**Activity**
Return every line of the listing that includes the string "tracing".

**Entries supplied**
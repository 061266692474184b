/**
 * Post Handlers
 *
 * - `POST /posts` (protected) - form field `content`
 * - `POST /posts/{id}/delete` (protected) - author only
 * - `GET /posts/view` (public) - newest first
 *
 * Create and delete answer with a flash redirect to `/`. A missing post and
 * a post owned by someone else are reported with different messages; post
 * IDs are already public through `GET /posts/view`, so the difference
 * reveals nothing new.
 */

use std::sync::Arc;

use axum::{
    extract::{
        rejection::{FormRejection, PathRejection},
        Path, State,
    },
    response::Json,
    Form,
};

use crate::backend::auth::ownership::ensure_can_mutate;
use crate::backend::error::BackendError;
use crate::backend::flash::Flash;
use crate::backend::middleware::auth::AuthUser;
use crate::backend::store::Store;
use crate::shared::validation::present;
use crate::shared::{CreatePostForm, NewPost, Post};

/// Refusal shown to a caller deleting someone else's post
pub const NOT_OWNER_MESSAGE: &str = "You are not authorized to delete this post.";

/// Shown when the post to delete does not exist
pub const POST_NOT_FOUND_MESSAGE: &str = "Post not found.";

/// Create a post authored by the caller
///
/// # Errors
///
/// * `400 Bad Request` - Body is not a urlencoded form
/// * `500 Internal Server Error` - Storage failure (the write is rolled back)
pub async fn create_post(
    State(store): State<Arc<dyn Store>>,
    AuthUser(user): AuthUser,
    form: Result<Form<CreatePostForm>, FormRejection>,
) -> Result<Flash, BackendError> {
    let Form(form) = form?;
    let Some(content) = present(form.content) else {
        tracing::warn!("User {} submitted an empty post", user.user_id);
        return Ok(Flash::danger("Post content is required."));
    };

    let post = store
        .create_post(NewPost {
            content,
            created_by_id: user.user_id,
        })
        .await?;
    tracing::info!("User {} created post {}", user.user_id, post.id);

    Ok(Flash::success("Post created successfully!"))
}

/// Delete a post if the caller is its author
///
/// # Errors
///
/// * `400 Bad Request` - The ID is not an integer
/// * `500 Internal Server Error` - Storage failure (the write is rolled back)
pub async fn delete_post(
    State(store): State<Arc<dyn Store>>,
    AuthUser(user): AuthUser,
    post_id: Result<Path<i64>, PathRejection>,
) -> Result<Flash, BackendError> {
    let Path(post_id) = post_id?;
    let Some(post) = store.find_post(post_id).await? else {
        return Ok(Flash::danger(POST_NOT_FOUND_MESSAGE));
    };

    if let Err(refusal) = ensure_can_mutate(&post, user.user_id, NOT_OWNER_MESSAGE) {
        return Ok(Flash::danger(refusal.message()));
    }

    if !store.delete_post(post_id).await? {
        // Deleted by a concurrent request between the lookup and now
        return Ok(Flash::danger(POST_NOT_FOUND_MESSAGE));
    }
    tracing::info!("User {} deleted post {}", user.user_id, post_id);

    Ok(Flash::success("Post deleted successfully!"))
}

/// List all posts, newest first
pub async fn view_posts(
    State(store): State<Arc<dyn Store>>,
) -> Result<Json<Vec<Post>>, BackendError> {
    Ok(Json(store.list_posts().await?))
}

**Solution to the problem**
        tracing::warn!("User {} submitted an empty post", user.user_id);
    tracing::info!("User {} created post {}", user.user_id, post.id);
    tracing::info!("User {} deleted post {}", user.user_id, post_id);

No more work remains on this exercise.